1 files changed, 309 insertions, 0 deletions
diff --git a/doc/context/sources/general/manuals/followingup/followingup-expressions.tex b/doc/context/sources/general/manuals/followingup/followingup-expressions.tex
new file mode 100644
index 000000000..9819f58c6
--- /dev/null
+++ b/doc/context/sources/general/manuals/followingup/followingup-expressions.tex
@@ -0,0 +1,309 @@
+% language=us
+
+\startcomponent followingup-expressions
+
+\environment followingup-style
+
+\startchapter[title={Expressions}]
+
+\startsection[title={Introduction}]
+
+Do we need bitwise expressions? Actually the answer is \quotation {no, although
+not until recently}. In \CONTEXT\ \MKII\ and \MKIV\ we just use integer addition
+because we only need to enable things but in \LMTX\ we want to control de
+detailed modes that some mechanisms in the engine provides and in order to not
+have tons of parameters these use bit sets. We manipulate these with the bitwise
+macros that actually are efficient \LUA\ function calls. But, as with some other
+extensions in \LUAMETATEX, one way to prevent tracing clutter is to have a few
+handy primitives.
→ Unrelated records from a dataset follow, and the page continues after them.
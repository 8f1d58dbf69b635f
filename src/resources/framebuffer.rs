//! Off-screen render targets

use crate::gl::*;
use crate::resources::{GpuResource, MultiTexture, Texture, TextureError, TextureSettings};
use std::sync::Arc;
use thiserror::Error;

#[derive(Error, Debug, Clone, PartialEq)]
pub enum FrameBufferError {
    #[error("Failed to acquire {0} name")]
    HandleAcquisition(&'static str),
    #[error("Frame buffer already has depth buffer")]
    DepthAlreadyAttached,
    #[error("Frame buffer supports at most {MAX_TEXTURE_UNITS} colour attachments")]
    TooManyColorAttachments,
    #[error("Failed to create colour target: {0}")]
    ColorTarget(TextureError),
    #[error("Frame buffer has been disposed")]
    Disposed,
    #[error("Frame buffer is incomplete: {0}")]
    Incomplete(String),
}

/// A framebuffer with owned colour textures and an optional depth buffer.
///
/// Colour targets get attachment points in the order they are attached, and
/// are also exposed through [`FrameBuffer::textures`] for sampling.
#[derive(Debug)]
pub struct FrameBuffer {
    handle: GlHandle,
    depth: GlHandle,
    width: u32,
    height: u32,
    attachments: Vec<Arc<Texture>>,
    textures: MultiTexture,
}

impl FrameBuffer {
    pub fn new(ctx: &GlContext, width: u32, height: u32) -> Result<Self, FrameBufferError> {
        let name = ctx.gl().create_framebuffer();
        if name == 0 {
            return Err(FrameBufferError::HandleAcquisition("framebuffer"));
        }
        log::trace!("Created framebuffer {} ({}x{})", name, width, height);

        let handle = GlHandle::new("framebuffer");
        handle.set(name);
        Ok(Self {
            handle,
            depth: GlHandle::new("renderbuffer"),
            width,
            height,
            attachments: Vec::new(),
            textures: MultiTexture::new(),
        })
    }

    /// Create a colour texture and attach it at the next attachment point
    pub fn attach_color_render_target(
        &mut self,
        ctx: &GlContext,
        format: InternalFormat,
        channels: PixelChannels,
        pixel_type: PixelType,
    ) -> Result<Arc<Texture>, FrameBufferError> {
        if self.handle.is_null() {
            return Err(FrameBufferError::Disposed);
        }
        let index = self.attachments.len();
        if index >= MAX_TEXTURE_UNITS {
            return Err(FrameBufferError::TooManyColorAttachments);
        }

        self.bind(ctx);
        let texture = Texture::render_target(
            ctx,
            &format!("framebuffer {} colour {}", self.handle.get(), index),
            self.width,
            self.height,
            format,
            channels,
            pixel_type,
            TextureSettings::render_target(),
        );
        if let Err(e) = texture.check() {
            texture.release(ctx);
            self.unbind(ctx);
            return Err(FrameBufferError::ColorTarget(e));
        }

        let gl = ctx.gl();
        gl.framebuffer_texture_2d(color_attachment(index as u32), texture.gl_name());
        let draw_buffers: Vec<u32> = (0..=index as u32).map(color_attachment).collect();
        gl.draw_buffers(&draw_buffers);

        let texture = Arc::new(texture);
        self.textures
            .set_texture_unit(Arc::clone(&texture), index)
            .map_err(FrameBufferError::ColorTarget)?;
        self.attachments.push(Arc::clone(&texture));
        self.unbind(ctx);

        log::debug!(
            "Attached colour target {} ({:?}) to framebuffer {}",
            index,
            format,
            self.handle.get()
        );
        Ok(texture)
    }

    /// Attach a depth/stencil renderbuffer. Allowed once per framebuffer.
    pub fn attach_depth_buffer_target(&mut self, ctx: &GlContext) -> Result<(), FrameBufferError> {
        if self.handle.is_null() {
            return Err(FrameBufferError::Disposed);
        }
        if !self.depth.is_null() {
            log::error!("Framebuffer {} already has depth buffer", self.handle.get());
            return Err(FrameBufferError::DepthAlreadyAttached);
        }

        let gl = ctx.gl();
        let renderbuffer = gl.create_renderbuffer();
        if renderbuffer == 0 {
            return Err(FrameBufferError::HandleAcquisition("renderbuffer"));
        }

        self.bind(ctx);
        gl.bind_renderbuffer(renderbuffer);
        gl.renderbuffer_storage(InternalFormat::Depth24Stencil8, self.width, self.height);
        gl.framebuffer_renderbuffer(glow::DEPTH_STENCIL_ATTACHMENT, renderbuffer);
        gl.bind_renderbuffer(0);
        self.unbind(ctx);

        self.depth.set(renderbuffer);
        Ok(())
    }

    /// Empty when complete, otherwise a readable completeness status
    pub fn frame_buffer_status(&self, ctx: &GlContext) -> String {
        if self.handle.is_null() {
            return FrameBufferError::Disposed.to_string();
        }
        self.bind(ctx);
        let status = ctx.gl().check_framebuffer_status();
        self.unbind(ctx);

        if status == glow::FRAMEBUFFER_COMPLETE {
            String::new()
        } else {
            framebuffer_status_name(status).to_string()
        }
    }

    pub fn validate(&self, ctx: &GlContext) -> Result<(), FrameBufferError> {
        match self.frame_buffer_status(ctx) {
            status if status.is_empty() => Ok(()),
            status => Err(FrameBufferError::Incomplete(status)),
        }
    }

    /// Render into this framebuffer, sizing the viewport to it
    pub fn bind(&self, ctx: &GlContext) {
        ctx.gl().bind_framebuffer(self.handle.get());
        ctx.push_viewport(Viewport::sized(self.width, self.height));
    }

    /// Return to the default framebuffer and the viewport in use before `bind`
    pub fn unbind(&self, ctx: &GlContext) {
        ctx.gl().bind_framebuffer(0);
        ctx.restore_viewport();
    }

    /// Delete the owned textures, then the depth buffer, then the framebuffer
    pub fn dispose(&mut self, ctx: &GlContext) {
        self.textures.unbind(ctx);
        self.release(ctx);
        self.attachments.clear();
        self.textures = MultiTexture::new();
    }

    pub fn color_attachment(&self, index: usize) -> Option<&Arc<Texture>> {
        self.attachments.get(index)
    }

    pub fn color_attachment_count(&self) -> usize {
        self.attachments.len()
    }

    /// The colour targets bound at their attachment index
    pub fn textures(&self) -> &MultiTexture {
        &self.textures
    }

    pub fn has_depth_buffer(&self) -> bool {
        !self.depth.is_null()
    }

    pub fn size(&self) -> (u32, u32) {
        (self.width, self.height)
    }

    pub fn gl_name(&self) -> u32 {
        self.handle.get()
    }

    pub fn depth_buffer_name(&self) -> u32 {
        self.depth.get()
    }
}

impl GpuResource for FrameBuffer {
    fn release(&self, ctx: &GlContext) {
        for texture in &self.attachments {
            texture.release(ctx);
        }
        if let Some(name) = self.depth.take() {
            log::trace!("Deleting renderbuffer {}", name);
            ctx.gl().delete_renderbuffer(name);
        }
        if let Some(name) = self.handle.take() {
            log::trace!("Deleting framebuffer {}", name);
            ctx.gl().delete_framebuffer(name);
        }
    }
}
So let's see what we got.
+
+{\em I haven't checked all operators and combinations yet!}
+
+\stopsection
+
+\startsection[title={Exploration}]
+
+Already early in the \LUAMETATEX\ development (2019) the expression parser was
+extended with an integer division operator \type {:} that we actually use in
+\LMTX, and soon after that I added basic bitwise operators but these were never
+activated but kept as comment because I didn't want to impact the scanner (even
+if we can afford to loose some performance because the scanner has been
+optimized). But in the process of cleaning up \quote {todo} comments in the
+source code I eventually arrived at expressions again.
+
+The colon already makes the scanner incompatible because \type {\numexpr 1+2:}
+expects a number (which means that we cannot port back) and more operators only
+make that less likely. In \CONTEXT\ I nearly always use \type {\relax} as
+terminator unless we're sure that lookahead is no issue. \footnote {In the \ETEX\
+expression parser, the normal \type {/} rounds the result. Both the \type {*} and
+\type {/} operator have a dedicated code path that assures no loss of accuracy.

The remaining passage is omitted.